Fine China Ballast
In 1650, the British East India Company gambled on importing two new commodities found in China.  The first was tea, the second, porcelain wine ewers.  Because the ewers were breakable, they were packed for the long voyage inside the bales of tea.  The British, unaware that the Chinese steeped tea in individual cups, concluded that the bulbous ewers must be for tea preparation, despite the pesky problem of the leaves pouring out the spout.  Soon the first teapots, special porcelain ewers with an integral strainer at the base of the spout, were being ordered for export.
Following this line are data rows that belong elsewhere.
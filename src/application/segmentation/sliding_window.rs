//! 滑动窗口 LLM 分割策略
//!
//! 单遍遍历：用 token 预算构造大文本窗口，前一窗未决的尾部（carryover）
//! 前缀到下一窗；模型只返回窗口内的索引范围，正文由本地切片恢复，
//! 保证逐字节保真。无进展（停滞）连续达到阈值后安全回退。

use std::sync::Arc;

use crate::application::ports::{ChapterLlmPort, PacingPolicy, ProgressSink};
use crate::domain::segmentation::{floor_char_boundary, split_by_length, LengthSplitConfig};

/// 滑动窗口策略配置
#[derive(Debug, Clone)]
pub struct SlidingWindowConfig {
    /// 每次调用的 token 预算（按 chars_per_token 换算为字节）
    pub approx_tokens_per_call: usize,
    /// 每 token 近似字节数
    pub chars_per_token: usize,
    /// 输入长度上限（调试用，None 不限制）
    pub max_input_chars: Option<usize>,
    /// 连续停滞多少轮后放弃本策略
    pub max_stall: usize,
    /// 迭代硬上限（最终安全网）
    pub max_iterations: usize,
    /// LLM-only：停滞/失败时不发明边界，剩余文本整体成章
    pub llm_only: bool,
    /// 非 LLM-only 模式下回退用的长度分割配置
    pub fallback: LengthSplitConfig,
}

impl Default for SlidingWindowConfig {
    fn default() -> Self {
        Self {
            approx_tokens_per_call: 4000,
            chars_per_token: 3,
            max_input_chars: None,
            max_stall: 2,
            max_iterations: 1000,
            llm_only: true,
            fallback: LengthSplitConfig::default(),
        }
    }
}

impl SlidingWindowConfig {
    /// 单窗字节数：token 预算换算，下限 8000
    fn chunk_chars(&self) -> usize {
        (self.approx_tokens_per_call * self.chars_per_token.max(1)).max(8000)
    }
}

/// 一次分割调用期间的窗口状态，调用结束即销毁
struct WindowState {
    /// 原文中已消费到的位置（字节，字符边界）
    cursor: usize,
    /// 上一窗最后确认边界之后的未决尾部
    carryover: String,
    /// 连续停滞计数
    stall_count: usize,
}

/// 滑动窗口分割器
pub struct SlidingWindowSplitter {
    llm: Arc<dyn ChapterLlmPort>,
    pacing: Arc<dyn PacingPolicy>,
    config: SlidingWindowConfig,
}

impl SlidingWindowSplitter {
    pub fn new(
        llm: Arc<dyn ChapterLlmPort>,
        pacing: Arc<dyn PacingPolicy>,
        config: SlidingWindowConfig,
    ) -> Self {
        Self {
            llm,
            pacing,
            config,
        }
    }

    /// 分割全文为章节正文列表
    ///
    /// 总是返回对输入的完整无损覆盖；外部服务完全不配合时，
    /// 在 O(文本长度/窗口大小) 次调用内经由停滞回退收尾
    pub async fn split(&self, text: &str, progress: &dyn ProgressSink) -> Vec<String> {
        if text.is_empty() {
            return Vec::new();
        }

        // 调试用输入截断
        let text = match self.config.max_input_chars {
            Some(cap) if cap > 0 && text.len() > cap => &text[..floor_char_boundary(text, cap)],
            _ => text,
        };

        let chunk_chars = self.config.chunk_chars();
        let text_len = text.len();
        let total_windows_est = text_len.div_ceil(chunk_chars).max(1);

        let mut chapters: Vec<String> = Vec::new();
        let mut state = WindowState {
            cursor: 0,
            carryover: String::new(),
            stall_count: 0,
        };
        let mut iterations = 0usize;
        let mut processed_windows = 0usize;

        while state.cursor < text_len || !state.carryover.is_empty() {
            iterations += 1;
            if iterations > self.config.max_iterations {
                // 异常情况下的安全终止：剩余文本整体成章
                let remainder = format!("{}{}", state.carryover, &text[state.cursor..]);
                let remainder = remainder.trim();
                if !remainder.is_empty() {
                    chapters.push(remainder.to_string());
                }
                state.carryover.clear();
                tracing::warn!(iterations, "Sliding window hit iteration cap, emitting remainder");
                break;
            }

            let slice_end = floor_char_boundary(text, (state.cursor + chunk_chars).min(text_len));
            let window = format!("{}{}", state.carryover, &text[state.cursor..slice_end]);
            if window.is_empty() {
                break;
            }

            processed_windows += 1;
            progress.report(
                processed_windows,
                total_windows_est,
                &format!("윈도우 {}/{} 처리 중", processed_windows, total_windows_est),
            );

            let prev_chapter_count = chapters.len();
            let prev_carry_len = state.carryover.len();

            match self.llm.split_window(&window).await {
                Ok(response) => {
                    let leftover_from = clamp_leftover(response.leftover_from, window.len());
                    let leftover_from = floor_char_boundary(&window, leftover_from);

                    // 段落校验：窗口内、不重叠、升序、且全部位于 leftover 之前
                    let mut last_end = 0usize;
                    for seg in &response.segments {
                        if seg.start < 0 || seg.end < 0 {
                            continue;
                        }
                        let start = floor_char_boundary(&window, seg.start as usize);
                        let end = floor_char_boundary(&window, seg.end as usize);
                        if start < end && end <= leftover_from && start >= last_end {
                            let chapter = window[start..end].trim();
                            if !chapter.is_empty() {
                                chapters.push(chapter.to_string());
                                last_end = end;
                            }
                        }
                    }

                    // 最后一个已接受段之后的窗口尾部全部进位：
                    // 未被声明的文本不丢弃，带着更多上下文进入下一窗
                    state.carryover = window[last_end..].to_string();
                    state.cursor = slice_end;

                    if state.cursor >= text_len && state.carryover.trim().is_empty() {
                        break;
                    }

                    // 停滞：无新章节 + carryover 未缩短 + 原文已耗尽
                    let no_new_chapters = chapters.len() == prev_chapter_count;
                    let no_carry_shrink = state.carryover.len() >= prev_carry_len;
                    let no_more_source = state.cursor >= text_len;
                    if no_new_chapters && no_carry_shrink && no_more_source {
                        state.stall_count += 1;
                    } else {
                        state.stall_count = 0;
                    }

                    if state.stall_count >= self.config.max_stall {
                        let remainder = format!("{}{}", state.carryover, &text[state.cursor..]);
                        let remainder = remainder.trim();
                        if !remainder.is_empty() {
                            if self.config.llm_only {
                                tracing::info!(
                                    stall_count = state.stall_count,
                                    "Stalled in LLM-only mode, emitting remainder as one chapter"
                                );
                                chapters.push(remainder.to_string());
                            } else {
                                tracing::info!(
                                    stall_count = state.stall_count,
                                    "Stalled, falling back to length-based split"
                                );
                                chapters.extend(split_by_length(remainder, &self.config.fallback));
                            }
                        }
                        state.carryover.clear();
                        break;
                    }
                }
                Err(err) => {
                    tracing::warn!(error = %err, "LLM window split failed");
                    if self.config.llm_only {
                        // 不发明边界：整窗成章
                        let chapter = window.trim();
                        if !chapter.is_empty() {
                            chapters.push(chapter.to_string());
                        }
                        state.carryover.clear();
                    } else {
                        // 长度分割整窗，首段成章，其余并入下一窗
                        let parts = split_by_length(&window, &self.config.fallback);
                        let mut parts = parts.into_iter();
                        if let Some(first) = parts.next() {
                            chapters.push(first);
                        }
                        state.carryover = parts.collect::<Vec<_>>().join("\n\n");
                    }
                    state.cursor = slice_end;
                }
            }

            self.pacing.pause(processed_windows).await;
        }

        // 循环退出后残留的 carryover 收尾成章
        let tail = state.carryover.trim();
        if !tail.is_empty() {
            chapters.push(tail.to_string());
        }

        chapters
    }
}

/// leftover 越界/缺失/为负时回落到窗口长度
fn clamp_leftover(leftover: Option<i64>, window_len: usize) -> usize {
    match leftover {
        Some(v) if v >= 0 => (v as usize).min(window_len),
        _ => window_len,
    }
}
The high cost of tea, coupled with the costly imported ewers necessary for preparation, made for a luxury the masses could not afford.  European teapots exploded when filled with boiling water.  But in 1708, porcelain clay was discovered near Meissen and in 1800, Josiah Spode added calcined bone to clay, to produce a hybrid, less expensive porcelain.  In short order, Britain came to dominate the industry producing fine bone china and, of course, teapots.  Prices dropped and mass consumption of tea soon followed – as did rituals.

Tea, sweetened with sugar, came to be the drink of choice for labourers – each given a 20-minute break in a 6-hour shift.  The combined stimulants were a boon for factory owners and brought about the birth of elevenses.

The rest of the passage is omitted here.